As I enter the new year, I’m once again reminded that while it can be entertaining - and occasionally mildly challenging - to engage with science deniers and conspiracy theorists, the odds of pulling the person you’re arguing with back to reality are vanishingly small. In my own experience, maybe one or two people out of hundreds have ever conceded they were operating on false assumptions. The overwhelming majority never retreat. Ever.
They’ll assert something flatly wrong, be corrected with verifiable facts, experiments, and demonstrable real-world evidence - often knowledge settled for decades or even centuries - and instead of conceding, they double down. Worse, they’ll later repeat the exact same claim as if the correction never happened. Reality doesn’t just bounce off - it fails to register.

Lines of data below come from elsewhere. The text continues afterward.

#[cfg(test)]
mod tests {
    use super::*;

    #[test]
    fn get_walks_prototype_chain() {
        let proto = ObjectRef::plain();
        proto.define_property("greeting", Property::data("hi"));
        let obj = ObjectRef::with_proto("Thing", Some(proto));
        assert_eq!(obj.get("greeting").unwrap(), Value::from("hi"));
        assert!(obj.has("greeting"));
        assert!(!obj.has_own("greeting"));
        assert!(obj.get("missing").unwrap().is_undefined());
    }

    #[test]
    fn find_property_reaches_prototype() {
        let proto = ObjectRef::plain();
        proto.define_property("greeting", Property::readonly("hi"));
        let obj = ObjectRef::with_proto("Thing", Some(proto));
        let found = obj.find_property("greeting").unwrap();
        assert_eq!(found.value(), Some(&Value::from("hi")));
        assert!(obj.find_property("missing").is_none());
    }

    #[test]
    fn array_items_caps_length() {
        let obj = ObjectRef::plain();
        obj.define_property("length", Property::data(1e12));
        assert_eq!(obj.array_items().unwrap().len(), MAX_ARRAY_ITEMS);

        obj.define_property("length", Property::data(f64::INFINITY));
        assert!(obj.array_items().unwrap().is_empty());
    }

    #[test]
    fn set_shadows_prototype_data_property() {
        let proto = ObjectRef::plain();
        proto.define_property("x", Property::data(1.0));
        let obj = ObjectRef::with_proto("Thing", Some(proto.clone()));
        obj.set("x", Value::from(2.0)).unwrap();
        assert_eq!(obj.get("x").unwrap(), Value::from(2.0));
        assert_eq!(proto.get("x").unwrap(), Value::from(1.0));
    }

    #[test]
    fn set_respects_readonly() {
        let obj = ObjectRef::plain();
        obj.define_property("x", Property::readonly("fixed"));
        obj.set("x", Value::from("changed")).unwrap();
        assert_eq!(obj.get("x").unwrap(), Value::from("fixed"));
    }

    #[test]
    fn accessor_receives_receiver() {
        let proto = ObjectRef::plain();
        let getter = ObjectRef::function("get tag", |this, _| {
            let obj = this.as_object().cloned().unwrap();
            obj.get("_tag")
        });
        proto.define_property("tag", Property::accessor(Some(getter), None));
        let a = ObjectRef::with_proto("Thing", Some(proto.clone()));
        a.define_property("_tag", Property::data("a"));
        let b = ObjectRef::with_proto("Thing", Some(proto));
        b.define_property("_tag", Property::data("b"));
        assert_eq!(a.get("tag").unwrap(), Value::from("a"));
        assert_eq!(b.get("tag").unwrap(), Value::from("b"));
    }

    #[test]
    fn constructor_uses_new_target_prototype() {
        let ctor = ObjectRef::constructor("Widget", |_, new_target| {
            Ok(ObjectRef::instance_for(new_target, "Widget")?.into())
        });
        let proto = ctor.get("prototype").unwrap();
        let instance = ctor.construct(Vec::new(), None).unwrap();
        let instance = instance.as_object().unwrap();
        assert_eq!(instance.proto().map(Value::from), Some(proto));
        assert!(ctor.call(&Value::Undefined, Vec::new()).is_err());
    }

    #[test]
    fn calling_ordinary_object_is_type_error() {
        let err = ObjectRef::plain().call(&Value::Undefined, Vec::new()).unwrap_err();
        assert_eq!(err.kind, crate::error::ErrorKind::Type);
    }

    #[test]
    fn delete_refuses_non_configurable() {
        let ctor = ObjectRef::constructor("Widget", |_, _| Ok(Value::Undefined));
        assert!(!ctor.delete("prototype"));
        assert!(ctor.delete("name"));
        assert!(!ctor.has_own("name"));
    }

    #[test]
    fn proxy_forwards_by_default() {
        struct Passthrough;
        impl ProxyTraps for Passthrough {}

        let target = ObjectRef::function("double", |_, args| match args.first() {
            Some(Value::Number(n)) => Ok(Value::Number(n * 2.0)),
            _ => Ok(Value::Undefined),
        });
        let proxy = ObjectRef::proxy(target.clone(), Rc::new(Passthrough));
        assert_eq!(
            proxy.call(&Value::Undefined, vec![Value::from(4.0)]).unwrap(),
            Value::from(8.0)
        );
        assert_eq!(
            proxy.get_own_property("name").map(|p| p.shape()),
            target.get_own_property("name").map(|p| p.shape())
        );
        assert_eq!(proxy.class(), "Function");
        assert!(!proxy.ptr_eq(&target));
    }

    #[test]
    fn display_string_uses_to_string() {
        let url = ObjectRef::new("URL");
        url.define_property("href", Property::data("https://a.test/"));
        url.define_property(
            "toString",
            Property::hidden(ObjectRef::function("toString", |this, _| {
                this.as_object().cloned().unwrap().get("href")
            })),
        );
        let value = Value::from(url);
        assert_eq!(value.to_display_string().unwrap(), "https://a.test/");
        assert_eq!(Value::from(3.0).to_display_string().unwrap(), "3");
        assert_eq!(
            Value::from(ObjectRef::plain()).to_display_string().unwrap(),
            "[object Object]"
        );
    }

    #[test]
    fn array_round_trip_items() {
        let array = ObjectRef::array(vec![Value::from("a"), Value::from(1.0)]);
        assert_eq!(
            array.array_items().unwrap(),
            vec![Value::from("a"), Value::from(1.0)]
        );
    }

    #[test]
    fn weak_reference_does_not_keep_object_alive() {
        let obj = ObjectRef::plain();
        let weak = obj.downgrade();
        assert!(weak.upgrade().is_some());
        drop(obj);
        assert!(weak.upgrade().is_none());
    }
}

After watching this play out across nearly every major conspiracy space, I’ve come to think of these people as conspiracy addicts, because the pattern maps disturbingly well. Once someone samples one conspiracy, it gives them something intoxicating: certainty, control, belonging, or the feeling of having access to “hidden truths.” That first hit lowers the barrier to the next one. And the next. Each belief reinforces the last - not because it’s true, but because the community rewards it.
And it truly doesn’t matter which conspiracy it is. Flat earth. Moon-landing denial. Anti-vaccine and virus denial. Extraterrestrial UFO belief. Alternate explanations for 9/11 mechanisms. Chemtrails. Even Mandela Effects. They all share the same traits: a selective rejection of authority and evidence, acceptance only from sources that confirm prior beliefs, and an ease at inventing claims that require no evidence at all. Meanwhile, pages of facts, experiments, physical demonstrations, and plain common sense are dismissed with a casual wave of the hand - because acknowledging them would mean giving something up.
At that point, it’s no longer just about belief (although religious beliefs often figure into it). It’s about identity. These ideas become social glue: people like me know this. Walking away isn’t changing a position - it’s severing belonging. That’s why the resistance is so absolute, and why correction is often experienced as an attack.
Social media supercharges this dynamic. Every supposed revelation, every approving comment, every shared delusion delivers a dopamine hit - another self-administered jab. And like addicts sharing needles, conspiracy beliefs spread effortlessly within these echo chambers, reinforcing groupthink while pushing reality further out of reach.
That’s why arguing facts alone so rarely works. You’re not debating ideas. You’re interrupting a habit - and threatening an identity at the same time. And conspiracy addiction, like any addiction, fights viciously to preserve itself.